SOURCE RECORDS:

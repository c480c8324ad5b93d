//! Shared library for the info portal proxy Lambda functions.
//!
//! Each endpoint (weather, currency, quotes) is a stateless [`Proxy`] that either
//! calls one third-party API or, when no upstream is configured, answers with
//! mock data. [`http::serve`] wraps any proxy with preflight handling, CORS
//! headers and the error-to-status mapping.

pub mod config;
pub mod currency;
pub mod error;
pub mod http;
pub mod models;
pub mod proxy;
pub mod quotes;
pub mod weather;

pub use config::Config;
pub use currency::{ConversionQuery, CurrencyProxy};
pub use error::{Error, Result};
pub use models::{ConversionResult, ErrorBody, Quote, WeatherResult};
pub use proxy::{MockRng, Proxy};
pub use quotes::QuotesProxy;
pub use weather::{WeatherProxy, WeatherQuery};
//! Quotes proxy: a built-in collection, or a configured quote service.

use async_trait::async_trait;
use lambda_http::Request;
use rand::Rng;
use serde::Deserialize;
use tracing::{debug, warn};

use crate::models::Quote;
use crate::proxy::{MockRng, Proxy};
use crate::{Config, Error, Result};

/// Quotes served when no quote service is configured.
pub const BUILTIN_QUOTES: [(&str, &str); 12] = [
    ("The only way to do great work is to love what you do.", "Steve Jobs"),
    ("It always seems impossible until it's done.", "Nelson Mandela"),
    ("Believe you can and you're halfway there.", "Theodore Roosevelt"),
    ("Act as if what you do makes a difference. It does.", "William James"),
    (
        "Success is not final, failure is not fatal: it is the courage to continue that counts.",
        "Winston Churchill",
    ),
    ("The future belongs to those who believe in the beauty of their dreams.", "Eleanor Roosevelt"),
    ("Don't watch the clock; do what it does. Keep going.", "Sam Levenson"),
    ("Quality is not an act, it is a habit.", "Aristotle"),
    (
        "What you get by achieving your goals is not as important as what you become by achieving your goals.",
        "Zig Ziglar",
    ),
    ("Start where you are. Use what you have. Do what you can.", "Arthur Ashe"),
    ("Hardships often prepare ordinary people for an extraordinary destiny.", "C.S. Lewis"),
    ("You are never too old to set another goal or to dream a new dream.", "C.S. Lewis"),
];

/// One quote as returned by common quote services.
#[derive(Debug, Deserialize)]
struct UpstreamQuote {
    #[serde(alias = "q", alias = "content", alias = "quote")]
    text: String,
    #[serde(default, alias = "a")]
    author: Option<String>,
}

/// Either a bare quote or a list of them (first one wins).
#[derive(Debug, Deserialize)]
#[serde(untagged)]
enum UpstreamPayload {
    Many(Vec<UpstreamQuote>),
    One(UpstreamQuote),
}

impl From<UpstreamQuote> for Quote {
    fn from(q: UpstreamQuote) -> Self {
        Self {
            text: q.text,
            author: q
                .author
                .filter(|a| !a.trim().is_empty())
                .unwrap_or_else(|| "Unknown".to_string()),
        }
    }
}

/// Proxy for `GET /quotes`.
#[derive(Debug)]
pub struct QuotesProxy {
    http: reqwest::Client,
    upstream_url: Option<String>,
    rng: MockRng,
}

impl QuotesProxy {
    pub fn new(config: &Config) -> Result<Self> {
        Ok(Self {
            http: config.http_client()?,
            upstream_url: config.quotes_api_url.clone(),
            rng: MockRng::from_os(),
        })
    }

    pub fn with_rng(mut self, rng: MockRng) -> Self {
        self.rng = rng;
        self
    }

    pub async fn random_quote(&self) -> Result<Quote> {
        match self.upstream_url.as_deref() {
            Some(url) => self.fetch(url).await,
            None => {
                debug!("No quote service configured, using built-in quotes");
                self.builtin()
            }
        }
    }

    fn builtin(&self) -> Result<Quote> {
        let index = self.rng.lock()?.random_range(0..BUILTIN_QUOTES.len());
        let (text, author) = BUILTIN_QUOTES[index];
        Ok(Quote {
            text: text.to_string(),
            author: author.to_string(),
        })
    }

    async fn fetch(&self, url: &str) -> Result<Quote> {
        let response = self.http.get(url).send().await?;

        let status = response.status();
        if !status.is_success() {
            warn!(status = %status, "Quote service request failed");
            return Err(Error::Internal(format!(
                "Quote service returned status {}",
                status
            )));
        }

        let payload: UpstreamPayload = response.json().await?;
        let quote = match payload {
            UpstreamPayload::One(q) => q,
            UpstreamPayload::Many(list) => list
                .into_iter()
                .next()
                .ok_or_else(|| Error::Internal("Quote service returned no quotes".to_string()))?,
        };

        Ok(quote.into())
    }
}

#[async_trait]
impl Proxy for QuotesProxy {
    type Query = ();
    type Output = Quote;

    const NAME: &'static str = "quotes";

    fn parse(_event: &Request) -> Result<()> {
        Ok(())
    }

    async fn handle(&self, _query: ()) -> Result<Quote> {
        self.random_quote().await
    }

    fn is_live(&self) -> bool {
        self.upstream_url.is_some()
    }
}
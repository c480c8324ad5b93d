//! Currency Lambda - Handles GET /currency?amount=<n>&from=<code>&to=<code>.

use lambda_http::{run, service_fn, Error, Request};
use shared::{Config, CurrencyProxy, Proxy};
use std::sync::Arc;
use tracing::info;
use tracing_subscriber::EnvFilter;

#[tokio::main]
async fn main() -> Result<(), Error> {
    tracing_subscriber::fmt()
        .with_env_filter(EnvFilter::from_default_env())
        .json()
        .init();

    let config = Config::from_env();
    let proxy = Arc::new(CurrencyProxy::new(&config)?);
    info!(live = proxy.is_live(), "Currency proxy ready");

    run(service_fn(move |event: Request| {
        let proxy = Arc::clone(&proxy);
        async move { shared::http::serve(proxy.as_ref(), event).await }
    }))
    .await
}
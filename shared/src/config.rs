//! Configuration management for Lambda functions.

use std::env;
use std::time::Duration;

use crate::Result;

/// Default OpenWeather API root.
pub const DEFAULT_OPENWEATHER_BASE_URL: &str = "https://api.openweathermap.org/data/2.5";
/// Default ExchangeRate-API root.
pub const DEFAULT_EXCHANGE_BASE_URL: &str = "https://v6.exchangerate-api.com/v6";
/// Default bound on a single upstream call.
pub const DEFAULT_UPSTREAM_TIMEOUT: Duration = Duration::from_secs(10);

/// Application configuration loaded from environment variables.
///
/// Read once at cold start and handed to each proxy. A missing credential
/// puts the matching proxy into mock mode.
#[derive(Debug, Clone)]
pub struct Config {
    /// OpenWeather API key
    pub openweather_api_key: Option<String>,
    /// ExchangeRate-API key
    pub exchange_api_key: Option<String>,
    /// Quote source endpoint
    pub quotes_api_url: Option<String>,
    /// OpenWeather API root
    pub openweather_base_url: String,
    /// ExchangeRate-API root
    pub exchange_base_url: String,
    /// Timeout applied to every upstream call
    pub upstream_timeout: Duration,
}

impl Default for Config {
    fn default() -> Self {
        Self {
            openweather_api_key: None,
            exchange_api_key: None,
            quotes_api_url: None,
            openweather_base_url: DEFAULT_OPENWEATHER_BASE_URL.to_string(),
            exchange_base_url: DEFAULT_EXCHANGE_BASE_URL.to_string(),
            upstream_timeout: DEFAULT_UPSTREAM_TIMEOUT,
        }
    }
}

impl Config {
    /// Load configuration from environment variables.
    pub fn from_env() -> Self {
        Self::from_lookup(|key| env::var(key).ok())
    }

    /// Load configuration through an arbitrary variable lookup.
    pub fn from_lookup<F>(lookup: F) -> Self
    where
        F: Fn(&str) -> Option<String>,
    {
        let non_empty = |key: &str| {
            lookup(key)
                .map(|v| v.trim().to_string())
                .filter(|v| !v.is_empty())
        };

        let upstream_timeout = non_empty("UPSTREAM_TIMEOUT_SECS")
            .and_then(|v| v.parse::<u64>().ok())
            .filter(|secs| *secs > 0)
            .map(Duration::from_secs)
            .unwrap_or(DEFAULT_UPSTREAM_TIMEOUT);

        Self {
            openweather_api_key: non_empty("OPENWEATHER_API_KEY"),
            exchange_api_key: non_empty("EXCHANGE_API_KEY"),
            quotes_api_url: non_empty("QUOTES_API_URL"),
            openweather_base_url: non_empty("OPENWEATHER_BASE_URL")
                .unwrap_or_else(|| DEFAULT_OPENWEATHER_BASE_URL.to_string()),
            exchange_base_url: non_empty("EXCHANGE_BASE_URL")
                .unwrap_or_else(|| DEFAULT_EXCHANGE_BASE_URL.to_string()),
            upstream_timeout,
        }
    }

    pub fn with_openweather_api_key(mut self, key: impl Into<String>) -> Self {
        self.openweather_api_key = Some(key.into());
        self
    }

    pub fn with_exchange_api_key(mut self, key: impl Into<String>) -> Self {
        self.exchange_api_key = Some(key.into());
        self
    }

    pub fn with_quotes_api_url(mut self, url: impl Into<String>) -> Self {
        self.quotes_api_url = Some(url.into());
        self
    }

    pub fn with_openweather_base_url(mut self, url: impl Into<String>) -> Self {
        self.openweather_base_url = url.into();
        self
    }

    pub fn with_exchange_base_url(mut self, url: impl Into<String>) -> Self {
        self.exchange_base_url = url.into();
        self
    }

    pub fn with_upstream_timeout(mut self, timeout: Duration) -> Self {
        self.upstream_timeout = timeout;
        self
    }

    /// Build the HTTP client used for upstream calls.
    pub fn http_client(&self) -> Result<reqwest::Client> {
        let client = reqwest::Client::builder()
            .timeout(self.upstream_timeout)
            .build()?;
        Ok(client)
    }
}

#[cfg(test)]
mod tests {
    use super::*;
    use std::collections::HashMap;

    fn lookup_from(vars: &[(&str, &str)]) -> impl Fn(&str) -> Option<String> {
        let map: HashMap<String, String> = vars
            .iter()
            .map(|(k, v)| (k.to_string(), v.to_string()))
            .collect();
        move |key: &str| map.get(key).cloned()
    }

    #[test]
    fn test_empty_environment_is_all_mock() {
        let config = Config::from_lookup(lookup_from(&[]));
        assert!(config.openweather_api_key.is_none());
        assert!(config.exchange_api_key.is_none());
        assert!(config.quotes_api_url.is_none());
        assert_eq!(config.openweather_base_url, DEFAULT_OPENWEATHER_BASE_URL);
        assert_eq!(config.exchange_base_url, DEFAULT_EXCHANGE_BASE_URL);
        assert_eq!(config.upstream_timeout, DEFAULT_UPSTREAM_TIMEOUT);
    }

    #[test]
    fn test_blank_keys_count_as_absent() {
        let config = Config::from_lookup(lookup_from(&[
            ("OPENWEATHER_API_KEY", "   "),
            ("EXCHANGE_API_KEY", ""),
        ]));
        assert!(config.openweather_api_key.is_none());
        assert!(config.exchange_api_key.is_none());
    }

    #[test]
    fn test_keys_and_overrides_are_read() {
        let config = Config::from_lookup(lookup_from(&[
            ("OPENWEATHER_API_KEY", "ow-key"),
            ("EXCHANGE_API_KEY", "fx-key"),
            ("QUOTES_API_URL", "https://quotes.example.com/random"),
            ("OPENWEATHER_BASE_URL", "http://localhost:9000"),
            ("UPSTREAM_TIMEOUT_SECS", "3"),
        ]));
        assert_eq!(config.openweather_api_key.as_deref(), Some("ow-key"));
        assert_eq!(config.exchange_api_key.as_deref(), Some("fx-key"));
        assert_eq!(
            config.quotes_api_url.as_deref(),
            Some("https://quotes.example.com/random")
        );
        assert_eq!(config.openweather_base_url, "http://localhost:9000");
        assert_eq!(config.upstream_timeout, Duration::from_secs(3));
    }

    #[test]
    fn test_bad_timeout_falls_back_to_default() {
        for raw in ["0", "soon", "-4"] {
            let config = Config::from_lookup(lookup_from(&[("UPSTREAM_TIMEOUT_SECS", raw)]));
            assert_eq!(config.upstream_timeout, DEFAULT_UPSTREAM_TIMEOUT);
        }
    }
}
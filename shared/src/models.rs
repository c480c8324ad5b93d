//! Shared data models.
//!
//! These are the stable response shapes every proxy normalizes into.

use serde::{Deserialize, Serialize};

/// Current conditions for a city.
#[derive(Debug, Clone, PartialEq, Serialize, Deserialize)]
pub struct WeatherResult {
    pub city: String,
    /// Degrees Celsius
    pub temperature: i32,
    /// Degrees Celsius
    pub feels_like: i32,
    /// Percent
    pub humidity: i32,
    pub description: String,
    /// Metres per second
    pub wind_speed: f64,
    /// hPa
    pub pressure: i32,
}

/// Outcome of converting an amount between two currencies.
#[derive(Debug, Clone, PartialEq, Serialize, Deserialize)]
pub struct ConversionResult {
    pub from: String,
    pub to: String,
    pub amount: f64,
    /// Rounded to two decimal places
    pub converted: f64,
    /// Fixed four-decimal rendering of the rate
    pub rate: String,
}

/// A single motivational quote.
#[derive(Debug, Clone, PartialEq, Eq, Serialize, Deserialize)]
pub struct Quote {
    pub text: String,
    pub author: String,
}

/// JSON body of every error response.
#[derive(Debug, Clone, PartialEq, Eq, Serialize, Deserialize)]
pub struct ErrorBody {
    pub error: String,
    #[serde(skip_serializing_if = "Option::is_none")]
    pub details: Option<String>,
}

impl ErrorBody {
    pub fn internal(details: impl Into<String>) -> Self {
        Self {
            error: "Internal server error".to_string(),
            details: Some(details.into()),
        }
    }
}
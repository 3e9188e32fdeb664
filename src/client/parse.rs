// Copyright (C) 2021 Scott Lamb <slamb@slamb.org>
// SPDX-License-Identifier: MIT OR Apache-2.0

//! Parsing of RTSP response headers: `CSeq`, `Public`, `Session`,
//! `Transport`, `RTP-Info`, and the `DESCRIBE` body.

use bytes::Bytes;
use std::net::IpAddr;
use url::Url;

use super::sdp::Presentation;

/// Joins a control URL to a base URL in a non-RFC-compliant but common way.
/// This matches what live555 and ffmpeg do: a relative control is appended
/// after a `/` rather than resolved per RFC 3986.
pub(crate) fn join_control(base_url: &Url, control: &str) -> Result<Url, String> {
    if control == "*" {
        return Ok(base_url.clone());
    }
    if let Ok(absolute_url) = Url::parse(control) {
        return Ok(absolute_url);
    }

    Url::parse(&format!(
        "{}{}{}",
        base_url.as_str(),
        if base_url.as_str().ends_with('/') {
            ""
        } else {
            "/"
        },
        control
    ))
    .map_err(|e| {
        format!(
            "unable to join base url {} with control url {:?}: {}",
            base_url, control, e
        )
    })
}

/// Returns the `CSeq` from an RTSP response as a `u32`, or `None` if missing/unparseable.
pub(crate) fn get_cseq(response: &rtsp_types::Response<Bytes>) -> Option<u32> {
    response
        .header(&rtsp_types::headers::CSEQ)
        .and_then(|cseq| cseq.as_str().trim().parse().ok())
}

/// Methods the server advertised in its `OPTIONS` response's `Public` header.
#[derive(Copy, Clone, Debug, Default, PartialEq, Eq)]
pub(crate) struct Capabilities {
    pub(crate) get_parameter: bool,
    pub(crate) set_parameter: bool,
}

pub(crate) fn parse_public(response: &rtsp_types::Response<Bytes>) -> Capabilities {
    let mut caps = Capabilities::default();
    if let Some(public) = response.header(&rtsp_types::headers::PUBLIC) {
        for m in public.as_str().split(',') {
            let m = m.trim();
            if m.eq_ignore_ascii_case("GET_PARAMETER") {
                caps.get_parameter = true;
            } else if m.eq_ignore_ascii_case("SET_PARAMETER") {
                caps.set_parameter = true;
            }
        }
    }
    caps
}

/// Parses a successful RTSP `DESCRIBE` response into a [`Presentation`].
pub(crate) fn parse_describe(
    request_url: &Url,
    response: &rtsp_types::Response<Bytes>,
) -> Result<Presentation, String> {
    if let Some(ct) = response.header(&rtsp_types::headers::CONTENT_TYPE) {
        let mime = ct.as_str().split(';').next().unwrap_or("").trim();
        if !mime.eq_ignore_ascii_case("application/sdp") {
            return Err(format!(
                "DESCRIBE response has unexpected Content-Type {:?}",
                ct.as_str()
            ));
        }
    }

    // https://tools.ietf.org/html/rfc2326#appendix-C.1.1
    let base_url = response
        .header(&rtsp_types::headers::CONTENT_BASE)
        .map(|v| (rtsp_types::headers::CONTENT_BASE, v))
        .or_else(|| {
            response
                .header(&rtsp_types::headers::CONTENT_LOCATION)
                .map(|v| (rtsp_types::headers::CONTENT_LOCATION, v))
        })
        .map(|(h, v)| Url::parse(v.as_str()).map_err(|e| format!("bad {} {:?}: {}", h, v, e)))
        .unwrap_or_else(|| Ok(request_url.clone()))?;

    super::sdp::parse(&response.body()[..], request_url, &base_url).map_err(|e| {
        format!(
            "{}\n\n{:#?}",
            e,
            crate::hex::LimitedHex::new(&response.body()[..], 1024)
        )
    })
}

#[derive(Debug, PartialEq, Eq)]
pub(crate) struct SessionHeader {
    pub(crate) id: Box<str>,
    pub(crate) timeout_sec: u32,
}

/// Parses a `Session` header value: `id[;timeout=N]`, default timeout 60.
pub(crate) fn parse_session_header(value: &str) -> Result<SessionHeader, String> {
    // https://datatracker.ietf.org/doc/html/rfc2326#section-12.37
    let mut parts = value.split(';');
    let id = parts.next().unwrap_or("").trim();
    if id.is_empty() {
        return Err(format!("Empty session id in {:?}", value));
    }
    let mut timeout_sec = 60;
    for p in parts {
        let p = p.trim();
        match p.split_once('=') {
            Some((k, v)) if k.trim().eq_ignore_ascii_case("timeout") => {
                timeout_sec = v
                    .trim()
                    .parse()
                    .map_err(|_| format!("Unparseable timeout {:?}", v))?;
            }
            _ => log::debug!("Ignoring Session header parameter {:?}", p),
        }
    }
    Ok(SessionHeader {
        id: id.into(),
        timeout_sec,
    })
}

#[derive(Debug)]
pub(crate) struct SetupResponse {
    pub(crate) session: SessionHeader,
    pub(crate) ssrc: Option<u32>,
    pub(crate) channel_id: Option<u8>,
    pub(crate) source: Option<IpAddr>,
    pub(crate) client_port: Option<(u16, u16)>,
    pub(crate) server_port: Option<(u16, u16)>,
}

fn parse_pair<T: std::str::FromStr + Copy>(s: &str) -> Option<(T, Option<T>)> {
    let mut it = s.splitn(2, '-');
    let a = it.next()?.trim().parse().ok()?;
    match it.next() {
        None => Some((a, None)),
        Some(b) => Some((a, Some(b.trim().parse().ok()?))),
    }
}

/// Parses a `SETUP` response's `Session` and `Transport` headers.
pub(crate) fn parse_setup(response: &rtsp_types::Response<Bytes>) -> Result<SetupResponse, String> {
    let session = response
        .header(&rtsp_types::headers::SESSION)
        .ok_or_else(|| "Missing Session header".to_string())?;
    let session = parse_session_header(session.as_str())?;
    let transport = response
        .header(&rtsp_types::headers::TRANSPORT)
        .ok_or_else(|| "Missing Transport header".to_string())?;
    let mut channel_id = None;
    let mut ssrc = None;
    let mut source = None;
    let mut client_port = None;
    let mut server_port = None;
    for part in transport.as_str().split(';') {
        let part = part.trim();
        if let Some(v) = part.strip_prefix("ssrc=") {
            ssrc = Some(
                u32::from_str_radix(v.trim(), 16).map_err(|_| format!("Unparseable ssrc {}", v))?,
            );
        } else if let Some(interleaved) = part.strip_prefix("interleaved=") {
            let (n, m) = parse_pair::<u8>(interleaved)
                .ok_or_else(|| format!("bad interleaved channels {:?}", interleaved))?;
            if let Some(m) = m {
                if n.checked_add(1) != Some(m) {
                    log::debug!("Expected adjacent channels; got {}-{}", n, m);
                }
            }
            channel_id = Some(n);
        } else if let Some(s) = part.strip_prefix("source=") {
            source = Some(
                s.parse()
                    .map_err(|_| format!("Transport header has unparseable source {:?}", s))?,
            );
        } else if let Some(s) = part.strip_prefix("server_port=") {
            let (n, m) =
                parse_pair::<u16>(s).ok_or_else(|| format!("bad server_port {:?}", s))?;
            server_port = Some((n, m.unwrap_or(n.wrapping_add(1))));
        } else if let Some(s) = part.strip_prefix("client_port=") {
            let (n, m) =
                parse_pair::<u16>(s).ok_or_else(|| format!("bad client_port {:?}", s))?;
            client_port = Some((n, m.unwrap_or(n.wrapping_add(1))));
        }
    }
    Ok(SetupResponse {
        session,
        ssrc,
        channel_id,
        source,
        client_port,
        server_port,
    })
}

/// One stream's entry in a `PLAY` response's `RTP-Info` header.
#[derive(Debug, PartialEq, Eq)]
pub(crate) struct RtpInfo {
    pub(crate) url: Url,
    pub(crate) seq: Option<u16>,
    pub(crate) rtptime: Option<u32>,
}

/// Parses a `PLAY` response's `RTP-Info` header, if any.
pub(crate) fn parse_rtp_info(
    response: &rtsp_types::Response<Bytes>,
    base_url: &Url,
) -> Result<Vec<RtpInfo>, String> {
    // https://tools.ietf.org/html/rfc2326#section-12.33
    let rtp_info = match response.header(&rtsp_types::headers::RTP_INFO) {
        Some(r) => r,
        None => return Ok(Vec::new()),
    };
    let mut out = Vec::new();
    for s in rtp_info.as_str().split(',') {
        let s = s.trim();
        if s.is_empty() {
            continue;
        }
        let mut parts = s.split(';');
        let url = parts
            .next()
            .and_then(|u| u.trim().strip_prefix("url="))
            .ok_or_else(|| format!("RTP-Info entry missing stream URL: {:?}", s))?;
        let url = join_control(base_url, url)?;
        let mut entry = RtpInfo {
            url,
            seq: None,
            rtptime: None,
        };
        for part in parts {
            let (key, value) = part
                .split_once('=')
                .ok_or_else(|| format!("RTP-Info param {:?} has no =", part))?;
            match key.trim() {
                "seq" => {
                    entry.seq = Some(
                        value
                            .trim()
                            .parse()
                            .map_err(|_| format!("bad seq {:?}", value))?,
                    )
                }
                "rtptime" => {
                    entry.rtptime = Some(
                        value
                            .trim()
                            .parse()
                            .map_err(|_| format!("bad rtptime {:?}", value))?,
                    )
                }
                _ => {}
            }
        }
        out.push(entry);
    }
    Ok(out)
}
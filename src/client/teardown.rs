// Copyright (C) 2021 Scott Lamb <slamb@slamb.org>
// SPDX-License-Identifier: MIT OR Apache-2.0

//! Best-effort `TEARDOWN` on `stop()`.

use bytes::Bytes;
use rtsp_types::{Method, Request};
use tokio::time::Instant;
use url::Url;

use super::auth::Credentials;
use super::session::Waiter;

/// Builds the `TEARDOWN` for the presentation's aggregate control URL. `CSeq`,
/// `Session`, and `Authorization` are added when it's sent.
pub(super) fn request(control: &Url) -> Request<Bytes> {
    Request::builder(Method::Teardown, rtsp_types::Version::V1_0)
        .request_uri(control.clone())
        .build(Bytes::new())
}

/// An outstanding `TEARDOWN`.
///
/// Any response (success, `454 Session Not Found`, or otherwise), a broken
/// connection, or the deadline ends it. Until then the connection stays open
/// and media is discarded.
pub(super) struct Teardown {
    deadline: Instant,
    waiters: Vec<Waiter>,

    /// A `connect()` which arrived mid-teardown, to start once it's done.
    then: Option<(Url, Option<Credentials>)>,
}

impl Teardown {
    pub(super) fn new(deadline: Instant, waiter: Option<Waiter>) -> Self {
        Self {
            deadline,
            waiters: waiter.into_iter().collect(),
            then: None,
        }
    }

    pub(super) fn deadline(&self) -> Instant {
        self.deadline
    }

    /// Adds a `stop()` caller; a repeated stop also cancels a queued connect.
    pub(super) fn add_waiter(&mut self, waiter: Option<Waiter>) {
        self.then = None;
        self.waiters.extend(waiter);
    }

    pub(super) fn connect_after(&mut self, url: Url, creds: Option<Credentials>) {
        self.then = Some((url, creds));
    }

    pub(super) fn finish(self) -> (Vec<Waiter>, Option<(Url, Option<Credentials>)>) {
        (self.waiters, self.then)
    }
}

ASSIGNMENT: If a line contains the string "does", it counts toward the total; state that total for the records above and nothing more.

TASK RESULT: 2